Output only an exact transcription of the line containing "for day in 0..180u64" and all lines that follow it in the data below.
....
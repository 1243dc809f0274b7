//! Writes a deterministic demo CSV (`sample_sales.csv`) for trying out the
//! dashboard without real data.

use anyhow::{Context, Result};
use chrono::NaiveDate;

/// Minimal deterministic PRNG (64-bit LCG, MMIX constants).
struct SimpleRng(u64);

impl SimpleRng {
    fn new(seed: u64) -> Self {
        SimpleRng(seed)
    }

    fn next_u64(&mut self) -> u64 {
        self.0 = self
            .0
            .wrapping_mul(6364136223846793005)
            .wrapping_add(1442695040888963407);
        self.0
    }

    fn pick<'a, T>(&mut self, items: &'a [T]) -> &'a T {
        &items[(self.next_u64() >> 33) as usize % items.len()]
    }

    fn range(&mut self, lo: f64, hi: f64) -> f64 {
        lo + (hi - lo) * ((self.next_u64() >> 11) as f64 / (1u64 << 53) as f64)
    }
}

/// (category, products with price ranges)
const CATALOG: &[(&str, &[(&str, f64, f64)])] = &[
    (
        "Food",
        &[
            ("Bread", 40.0, 120.0),
            ("Milk", 50.0, 90.0),
            ("Cheese", 200.0, 600.0),
        ],
    ),
    (
        "Tools",
        &[
            ("Hammer", 300.0, 900.0),
            ("Screwdriver", 150.0, 400.0),
            ("Drill", 2000.0, 6000.0),
        ],
    ),
    ("Books", &[("Atlas", 500.0, 1500.0), ("Novel", 250.0, 700.0)]),
    ("Toys", &[("Puzzle", 300.0, 800.0), ("Kite", 150.0, 450.0)]),
];

fn main() -> Result<()> {
    let mut rng = SimpleRng::new(42);
    let start = NaiveDate::from_ymd_opt(2024, 1, 1).context("invalid start date")?;

    let path = "sample_sales.csv";
    let mut writer = csv::Writer::from_path(path).with_context(|| format!("creating {path}"))?;
    writer.write_record(["Date", "Category", "Product", "Amount"])?;

    let mut rows = 0usize;
    for day in 0..180u64 {
        let date = start + chrono::Days::new(day);
        let sales_today = 1 + (rng.next_u64() % 4) as usize;

        for _ in 0..sales_today {
            let (category, products) = *rng.pick(CATALOG);
            let (product, lo, hi) = *rng.pick(products);
            let amount = rng.range(lo, hi);

            writer.write_record([
                date.format("%Y-%m-%d").to_string(),
                category.to_string(),
                product.to_string(),
                format!("{amount:.2}"),
            ])?;
            rows += 1;
        }
    }

    writer.flush()?;
    println!("Wrote {rows} transactions to {path}");
    Ok(())
}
....
- Completed task
    for day in 0..180u64 {
        let date = start + chrono::Days::new(day);
        let sales_today = 1 + (rng.next_u64() % 4) as usize;

        for _ in 0..sales_today {
            let (category, products) = *rng.pick(CATALOG);
            let (product, lo, hi) = *rng.pick(products);
            let amount = rng.range(lo, hi);

            writer.write_record([
                date.format("%Y-%m-%d").to_string(),
                category.to_string(),
                product.to_string(),
                format!("{amount:.2}"),
            ])?;
            rows += 1;
        }
    }

    writer.flush()?;
    println!("Wrote {rows} transactions to {path}");
    Ok(())
}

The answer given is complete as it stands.